Many women have assumed roles that were formerly typical of men. During their husbands’ absences, they become responsible for working or managing the land, a demanding task that often increases during the seasons when men are away. Women cope by sometimes hiring additional laborers to work the land, or they supervise older children to do it. In other cases, families prefer not to work the land because of the problems this entails. Likewise, wives are responsible for resolving problems in which their husbands were involved before leaving. For example, if the husband took on a debt, women are often responsible for administering the remittance money to pay it off. In emergencies, women are regularly required to make decisions on their own. If a child gets sick, women are expected to know how to find help. In taking on these additional roles and responsibilities because their husbands are away working, the women/mothers contribute significantly to the family’s stability, and in many cases, such changes empower women to become more independent and assertive. Yet at the same time, sometimes the pressure is so great that women suffer extreme stress or physical illness. Particularly when men begin participating in SAWP, these situations are very challenging for the entire family, but from season to season the women often grow more experienced and confident in their new roles.

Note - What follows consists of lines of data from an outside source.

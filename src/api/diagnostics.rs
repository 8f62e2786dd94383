//! Connectivity probes run by the diagnostic binary.

use std::future::Future;
use std::time::{Duration, Instant};

use serde::Serialize;

use crate::api::client::ApiClient;
use crate::api::models::{ApiResponse, NearbyPlacesQuery};
use crate::utils::status_codes;

/// Seoul City Hall
pub const DEFAULT_PROBE_LAT: f64 = 37.5665;
pub const DEFAULT_PROBE_LNG: f64 = 126.9780;

#[derive(Debug, Clone, PartialEq, Serialize)]
#[serde(rename_all = "camelCase")]
pub struct ProbeResult {
    pub endpoint: String,
    pub success: bool,
    pub response_time: Duration,
    #[serde(skip_serializing_if = "Option::is_none")]
    pub error: Option<String>,
}

/// Probes health, the caller's places and nearby places, in that order.
pub async fn run_all(client: &ApiClient) -> Vec<ProbeResult> {
    vec![
        probe_health(client).await,
        probe_user_places(client).await,
        probe_nearby(client, DEFAULT_PROBE_LAT, DEFAULT_PROBE_LNG).await,
    ]
}

pub async fn probe_health(client: &ApiClient) -> ProbeResult {
    let started = Instant::now();
    let healthy = client.health_check().await;
    ProbeResult {
        endpoint: "Health Check".to_string(),
        success: healthy,
        response_time: started.elapsed(),
        error: (!healthy).then(|| "Server is not healthy".to_string()),
    }
}

pub async fn probe_user_places(client: &ApiClient) -> ProbeResult {
    timed("GET /places", client.user_places()).await
}

pub async fn probe_nearby(client: &ApiClient, lat: f64, lng: f64) -> ProbeResult {
    let query = NearbyPlacesQuery {
        lat: Some(lat),
        lng: Some(lng),
        size: Some(10),
        ..NearbyPlacesQuery::default()
    };
    timed("GET /places/nearby", client.nearby_places(&query)).await
}

async fn timed<T>(endpoint: &str, call: impl Future<Output = ApiResponse<T>>) -> ProbeResult {
    let started = Instant::now();
    let response = call.await;
    let success = response.code == status_codes::OK;
    ProbeResult {
        endpoint: endpoint.to_string(),
        success,
        response_time: started.elapsed(),
        error: (!success).then_some(response.message),
    }
}

#[cfg(test)]
mod tests {
    use super::*;

    #[tokio::test]
    async fn timed_reports_envelope_message_on_failure() {
        let result = timed("GET /x", async {
            ApiResponse::<()>::failure(503, "Service Unavailable")
        })
        .await;
        assert!(!result.success);
        assert_eq!(result.endpoint, "GET /x");
        assert_eq!(result.error.as_deref(), Some("Service Unavailable"));
    }

    #[tokio::test]
    async fn timed_treats_200_as_success() {
        let result = timed("GET /x", async { ApiResponse::success(1) }).await;
        assert!(result.success);
        assert!(result.error.is_none());
    }
}
use serde::{Deserialize, Serialize};

use crate::api::models::common::Page;

#[derive(Debug, Clone, Copy, PartialEq, Eq, Hash, Serialize, Deserialize)]
#[serde(rename_all = "SCREAMING_SNAKE_CASE")]
pub enum FriendStatus {
    Accepted,
    Pending,
    Rejected,
    /// Any status this client does not know yet
    #[serde(other)]
    Unknown,
}

#[derive(Debug, Clone, PartialEq, Eq, Serialize, Deserialize)]
#[serde(rename_all = "camelCase")]
pub struct Friend {
    pub user_id: i64,
    pub nickname: String,
    pub status: FriendStatus,
}

impl Friend {
    pub fn is_accepted(&self) -> bool {
        self.status == FriendStatus::Accepted
    }
}

pub type FriendsPage = Page<Friend>;

/// Incoming request; the backend only lists pending ones.
#[derive(Debug, Clone, PartialEq, Eq, Serialize, Deserialize)]
#[serde(rename_all = "camelCase")]
pub struct FriendRequest {
    pub user_id: i64,
    pub nickname: String,
    pub status: FriendStatus,
}

#[derive(Debug, Clone, Default, Serialize)]
pub struct FriendsQuery {
    #[serde(skip_serializing_if = "Option::is_none")]
    pub search: Option<String>,
    #[serde(skip_serializing_if = "Option::is_none")]
    pub page: Option<u32>,
    #[serde(skip_serializing_if = "Option::is_none")]
    pub size: Option<u32>,
}

#[derive(Debug, Clone, Serialize, Deserialize)]
#[serde(rename_all = "camelCase")]
pub struct AddFriendRequest {
    pub friend_user_id: i64,
}

#[derive(Debug, Clone, Serialize)]
#[serde(rename_all = "camelCase")]
pub struct RespondQuery {
    pub friend_user_id: i64,
    pub accept: bool,
}

#[cfg(test)]
mod tests {
    use super::*;

    #[test]
    fn unknown_status_does_not_break_the_page() {
        let page: FriendsPage = serde_json::from_str(
            r#"{"content":[
                {"userId":1,"nickname":"a","status":"ACCEPTED"},
                {"userId":2,"nickname":"b","status":"BLOCKED"}
            ]}"#,
        )
        .unwrap();

        assert_eq!(page.content[1].status, FriendStatus::Unknown);
        assert!(page.content[0].is_accepted());
        assert!(!page.content[1].is_accepted());
    }
}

Extra-Marital Relationships

In some cases, male migrants establish romantic relationships in Canada with other migrant women from Mexico, and sometimes with Canadian women or those from other national backgrounds. Sometimes the migrant farmworkers have double lives, spending winters with their families in Mexico and the rest of the year with their partner in Canada. In other cases, they completely abandon their original families in Mexico. In these situations, the children are almost always left in the care of their mother, who is usually supported by her family. Sometimes, those migrants who remain in the SAWP voluntarily support their children financially. Women almost never carry out legal proceedings to sue the fathers of their children for child support due to the lack of financial means to do so and the difficulties in navigating complex legal channels. In addition, many impoverished small-scale farming communities view the legal process as inaccessible and, in order to avoid further conflicts between themselves and their former partners’ families, they do not pursue legal action.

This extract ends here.